### [TASK BRIEF]
Repeat, exactly and completely, the entries shown underneath.

### [RECORDS FOR PROCESSING]
☆ ☆ ☆

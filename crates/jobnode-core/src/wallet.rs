//! Quarantine of compromised credential files.

use std::ffi::OsString;
use std::io;
use std::path::{Path, PathBuf};

use tracing::warn;

pub const QUARANTINE_SUFFIX: &str = ".compromised";

/// `path` with [`QUARANTINE_SUFFIX`] appended to its full file name.
pub fn quarantine_path(path: &Path) -> PathBuf {
    let mut name: OsString = path.as_os_str().to_owned();
    name.push(QUARANTINE_SUFFIX);
    PathBuf::from(name)
}

/// Rename a compromised credential file in place. The file is never deleted.
pub fn quarantine(path: &Path) -> io::Result<PathBuf> {
    let target = quarantine_path(path);
    std::fs::rename(path, &target)?;
    warn!(
        path = %path.display(),
        quarantined = %target.display(),
        "compromised wallet quarantined"
    );
    Ok(target)
}
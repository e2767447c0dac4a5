//! Job state and control handlers.

use std::sync::Arc;

use axum::{extract::State, response::IntoResponse, Extension, Json};
use tracing::info;

use crate::auth::VerifiedSigner;
use crate::http::responses::{JobStateResponse, StopResponse};
use crate::state::NodeContext;

pub(crate) fn job_state_response(state: &NodeContext) -> JobStateResponse {
    let record = state.job_state.current();
    JobStateResponse {
        phase: record.phase,
        payload: record.payload,
        timestamp: record.timestamp,
        shared: state.job_state.shared_snapshot(),
    }
}

/// GET /job/state
pub async fn job_state(State(state): State<Arc<NodeContext>>) -> impl IntoResponse {
    Json(job_state_response(&state))
}

/// Cancel the current abort token. Operations started under an earlier,
/// already rotated token are unaffected.
pub(crate) fn stop_current_job(state: &NodeContext, signer: &VerifiedSigner) -> bool {
    let cancelled = state.abort.cancel_current();
    info!(signer = %signer.address, cancelled, "job stop requested");
    cancelled
}

/// POST /job/stop
pub async fn stop_job(
    State(state): State<Arc<NodeContext>>,
    Extension(signer): Extension<VerifiedSigner>,
) -> impl IntoResponse {
    Json(StopResponse {
        cancelled: stop_current_job(&state, &signer),
    })
}
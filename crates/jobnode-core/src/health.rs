//! Health-check payload reported for exposed services.

use serde::{Deserialize, Serialize};

/// Port of an exposed service, either numeric or a named/templated string.
#[derive(Debug, Clone, PartialEq, Eq, Serialize, Deserialize)]
#[serde(untagged)]
pub enum Port {
    Number(u16),
    Text(String),
}

#[derive(Debug, Clone, PartialEq, Eq, Serialize, Deserialize)]
#[serde(rename_all = "camelCase")]
pub struct HealthCheck {
    pub id: String,
    pub flow_id: String,
    pub port: Port,
    #[serde(default, skip_serializing_if = "Option::is_none")]
    pub service: Option<String>,
}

☆ ☆ ☆

### [ANSWER TO THIS TASK]
filename crates/jobnode-core/src/wallet.rs
//! Quarantine of compromised credential files.

use std::ffi::OsString;
use std::io;
use std::path::{Path, PathBuf};

use tracing::warn;

pub const QUARANTINE_SUFFIX: &str = ".compromised";

/// `path` with [`QUARANTINE_SUFFIX`] appended to its full file name.
pub fn quarantine_path(path: &Path) -> PathBuf {
    let mut name: OsString = path.as_os_str().to_owned();
    name.push(QUARANTINE_SUFFIX);
    PathBuf::from(name)
}

/// Rename a compromised credential file in place. The file is never deleted.
pub fn quarantine(path: &Path) -> io::Result<PathBuf> {
    let target = quarantine_path(path);
    std::fs::rename(path, &target)?;
    warn!(
        path = %path.display(),
        quarantined = %target.display(),
        "compromised wallet quarantined"
    );
    Ok(target)
}
repository e2767447c0dac4a5
//! Job state and control handlers.

use std::sync::Arc;

use axum::{extract::State, response::IntoResponse, Extension, Json};
use tracing::info;

use crate::auth::VerifiedSigner;
use crate::http::responses::{JobStateResponse, StopResponse};
use crate::state::NodeContext;

pub(crate) fn job_state_response(state: &NodeContext) -> JobStateResponse {
    let record = state.job_state.current();
    JobStateResponse {
        phase: record.phase,
        payload: record.payload,
        timestamp: record.timestamp,
        shared: state.job_state.shared_snapshot(),
    }
}

/// GET /job/state
pub async fn job_state(State(state): State<Arc<NodeContext>>) -> impl IntoResponse {
    Json(job_state_response(&state))
}

/// Cancel the current abort token. Operations started under an earlier,
/// already rotated token are unaffected.
pub(crate) fn stop_current_job(state: &NodeContext, signer: &VerifiedSigner) -> bool {
    let cancelled = state.abort.cancel_current();
    info!(signer = %signer.address, cancelled, "job stop requested");
    cancelled
}

/// POST /job/stop
pub async fn stop_job(
    State(state): State<Arc<NodeContext>>,
    Extension(signer): Extension<VerifiedSigner>,
) -> impl IntoResponse {
    Json(StopResponse {
        cancelled: stop_current_job(&state, &signer),
    })
}
filename crates/jobnode-core/src/health.rs
//! Health-check payload reported for exposed services.

use serde::{Deserialize, Serialize};

/// Port of an exposed service, either numeric or a named/templated string.
#[derive(Debug, Clone, PartialEq, Eq, Serialize, Deserialize)]
#[serde(untagged)]
pub enum Port {
    Number(u16),
    Text(String),
}

#[derive(Debug, Clone, PartialEq, Eq, Serialize, Deserialize)]
#[serde(rename_all = "camelCase")]
pub struct HealthCheck {
    pub id: String,
    pub flow_id: String,
    pub port: Port,
    #[serde(default, skip_serializing_if = "Option::is_none")]
    pub service: Option<String>,
}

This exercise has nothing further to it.